Neutral Citation: 2001 FCT 590

BETWEEN:

                                       XIU BAO WANG

                                                                                         Applicant

AND:

         THE MINISTER OF CITIZENSHIP AND IMMIGRATION

                                                                                     Respondent

                                  REASONS FOR ORDER

ROULEAU, J.

[1]    This is an application judicial review of a decision of the Immigration and Refugee Board, Convention Refugee Determination Division (hereinafter "the CRDD"), dated July 31, 2000 wherein it determined Xiu Bao Wang (hereinafter "the applicant") not to be a Convention Refugee.


[2]    The applicant claims to be a citizen of China. He claims a well-founded fear of persecution in China on the ground of religion, namely Roman Catholicism.

[3]    He alleges that he arrived in Canada on December 18, 1998. He claimed refugee status on December 21, 1998 at a CIC office in Toronto.

[4]    He subsequently reported to a CIC office on April 26, 1999. He presented a People's Republic of China resident identity card (hereinafter "RIC'"), in the name of Xiu Bao Wang, issued in China in December 1998. The purpose of the interview was to determine if the applicant was the same individual who entered Canada in September 1998 under the name of Shou Bao Wang.

[5]    Shou Bao Wang is of Chinese extraction and entered Canada on a Dominican passport.

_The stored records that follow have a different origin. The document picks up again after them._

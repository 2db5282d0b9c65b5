//! Precomputed passage index
//!
//! ```text
//! index.json → serde → IndexFile → validation → DocumentIndex (read-only)
//! ```

mod loader;
mod record;

pub use loader::DocumentIndex;
pub use record::{IndexFile, IndexMetadata, IndexRecord, PageRange};
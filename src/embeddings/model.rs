// bookrag/src/embeddings/model.rs
//
// Pure-Rust sentence encoder via tract, used natively (index building,
// tests with a real model) and in WASM when no JS embedding runtime is wired.

use tract_onnx::prelude::tract_ndarray::{Axis, Ix3};
use tract_onnx::prelude::*;
use tracing::debug;

use super::config::{EmbedConfig, PoolingStrategy};
use super::tokenize::{pad_batch, EmbedTokenizer, TokenizedInput};
use super::{l2_normalize, Embedder};
use crate::error::EmbedError;

/// Type alias for the tract typed model
type TractModel = SimplePlan<TypedFact, Box<dyn TypedOp>, Graph<TypedFact, Box<dyn TypedOp>>>;

/// Loaded ONNX sentence encoder
pub struct OnnxEmbedder {
    model: TractModel,
    tokenizer: EmbedTokenizer,
    config: EmbedConfig,
    /// BERT exports take token_type_ids as a third input; some distilled ones do not
    wants_token_types: bool,
}

impl OnnxEmbedder {
    /// Load from ONNX bytes and tokenizer.json contents
    pub fn from_bytes(
        model_bytes: &[u8],
        tokenizer_json: &str,
        config: EmbedConfig,
    ) -> Result<Self, EmbedError> {
        let load_failed = |e: TractError| EmbedError::LoadFailed(e.to_string());

        let model = tract_onnx::onnx()
            .model_for_read(&mut std::io::Cursor::new(model_bytes))
            .map_err(load_failed)?
            .into_optimized()
            .map_err(load_failed)?
            .into_runnable()
            .map_err(load_failed)?;

        let wants_token_types = model.model().inputs.len() >= 3;
        let tokenizer = EmbedTokenizer::from_json(tokenizer_json, config.model.max_length())?;

        debug!(model = %config.model, wants_token_types, "onnx embedder loaded");

        Ok(Self {
            model,
            tokenizer,
            config,
            wants_token_types,
        })
    }

    pub fn config(&self) -> &EmbedConfig {
        &self.config
    }

    /// Embed one text
    pub fn embed_one(&self, text: &str) -> Result<Vec<f32>, EmbedError> {
        self.embed_many(&[text.to_string()])?
            .into_iter()
            .next()
            .ok_or(EmbedError::EmptyOutput)
    }

    /// Embed texts in `config.batch_size` slices
    pub fn embed_many(&self, texts: &[String]) -> Result<Vec<Vec<f32>>, EmbedError> {
        let mut out = Vec::with_capacity(texts.len());
        for batch in texts.chunks(self.config.batch_size.max(1)) {
            out.extend(self.run_batch(batch)?);
        }
        Ok(out)
    }

    fn run_batch(&self, texts: &[String]) -> Result<Vec<Vec<f32>>, EmbedError> {
        if texts.is_empty() {
            return Ok(vec![]);
        }

        let (padded, seq_len) = pad_batch(self.tokenizer.encode_batch(texts)?);

        let mut inputs: TVec<TValue> = tvec![
            build_input_tensor(&padded, seq_len, |t| &t.input_ids)?.into(),
            build_input_tensor(&padded, seq_len, |t| &t.attention_mask)?.into(),
        ];
        if self.wants_token_types {
            inputs.push(build_input_tensor(&padded, seq_len, |t| &t.token_type_ids)?.into());
        }

        let outputs = self
            .model
            .run(inputs)
            .map_err(|e| EmbedError::InferenceFailed(e.to_string()))?;

        // (batch, seq_len, hidden)
        let hidden = outputs[0]
            .to_array_view::<f32>()
            .map_err(|e| EmbedError::Shape(e.to_string()))?
            .into_dimensionality::<Ix3>()
            .map_err(|e| EmbedError::Shape(format!("expected 3D output: {e}")))?;

        let mut embeddings = Vec::with_capacity(padded.len());
        for (i, input) in padded.iter().enumerate() {
            let tokens = hidden.index_axis(Axis(0), i);
            let width = tokens.shape()[1];
            let attended = input
                .attention_mask
                .iter()
                .enumerate()
                .filter(|(_, &m)| m > 0)
                .map(|(j, _)| tokens.row(j));

            let mut embedding = match self.config.pooling {
                PoolingStrategy::Mean => {
                    let mut sum = vec![0.0f32; width];
                    let mut count = 0usize;
                    for row in attended {
                        sum.iter_mut().zip(row.iter()).for_each(|(s, v)| *s += v);
                        count += 1;
                    }
                    if count > 0 {
                        sum.iter_mut().for_each(|s| *s /= count as f32);
                    }
                    sum
                }
                PoolingStrategy::Cls => tokens.row(0).to_vec(),
                PoolingStrategy::Max => {
                    let mut max = vec![f32::NEG_INFINITY; width];
                    for row in attended {
                        max.iter_mut().zip(row.iter()).for_each(|(m, v)| *m = m.max(*v));
                    }
                    max
                }
            };

            if self.config.normalize {
                l2_normalize(&mut embedding);
            }
            embeddings.push(embedding);
        }

        Ok(embeddings)
    }
}

impl Embedder for OnnxEmbedder {
    async fn embed(&self, text: &str) -> Result<Vec<f32>, EmbedError> {
        self.embed_one(text)
    }

    async fn embed_batch(&self, texts: &[String]) -> Result<Vec<Vec<f32>>, EmbedError> {
        self.embed_many(texts)
    }

    fn dimensions(&self) -> Option<usize> {
        Some(self.config.model.dimensions())
    }
}

fn build_input_tensor<F>(
    inputs: &[TokenizedInput],
    seq_len: usize,
    extractor: F,
) -> Result<Tensor, EmbedError>
where
    F: Fn(&TokenizedInput) -> &[i64],
{
    let mut data = Vec::with_capacity(inputs.len() * seq_len);
    for input in inputs {
        data.extend_from_slice(extractor(input));
    }

    Tensor::from_shape(&[inputs.len(), seq_len], &data).map_err(|e| EmbedError::Shape(e.to_string()))
}

#[cfg(test)]
mod tests {
    use super::*;

    #[test]
    fn test_build_input_tensor_shape() {
        let inputs = vec![
            TokenizedInput {
                input_ids: vec![101, 5, 102],
                attention_mask: vec![1, 1, 1],
                token_type_ids: vec![0, 0, 0],
            },
            TokenizedInput {
                input_ids: vec![101, 102, 0],
                attention_mask: vec![1, 1, 0],
                token_type_ids: vec![0, 0, 0],
            },
        ];
        let tensor = build_input_tensor(&inputs, 3, |t| &t.attention_mask).unwrap();
        assert_eq!(tensor.shape(), &[2, 3]);
    }

    #[test]
    fn test_bad_model_bytes() {
        let result = OnnxEmbedder::from_bytes(b"not an onnx file", "{}", EmbedConfig::default());
        assert!(matches!(result, Err(EmbedError::LoadFailed(_))));
    }
}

He was to report to CIC on October 4, 1998 but failed to do so.

[6]    On October 13, 1999, a hearing was opened and the applicant was questioned on the religious basis of his claim. The hearing was adjourned and resumed on May 10, 2000 in order for the Board to continue to examine the religious basis of his claim but primarily to deal with the issue of identity and pursue a section 1(E) exclusion issue.


[7]                The Board found, on a balance of probabilities, that Xiu Bao Wang and Shou Bao Wang were one and the same person. It determined that Shou Bao Wang is an individual who was born in China and subsequently became a citizen of Dominica in September 1998; that he entered Canada on his Dominican passport and was to report to Immigration Canada on October 4, 1998 which he failed to do.

[8]                The Board indicated in its decision that there was no reliable evidence before it that Shou Bao Wang, who entered Canada in 1998 ever departed and that Xiu Bao Wang, who claimed refugee status on December 21, 1998, had no documentary evidence to support his allegation that he entered Canada three days before, on December 18, 1998. Further, the Chinese resident identity card produced by both this applicant and Shou Bao Wang, the latter's identity card having been produced when he entered the country with his Dominican passport, were identical; both bearing serial number 350127720828387. Given that there was no evidence adduced to a well-founded fear of persecution in Dominica, the Board having found that the Minister had established identity and citizenship in Dominica, the applicant was therefore determined not to be a convention refugee.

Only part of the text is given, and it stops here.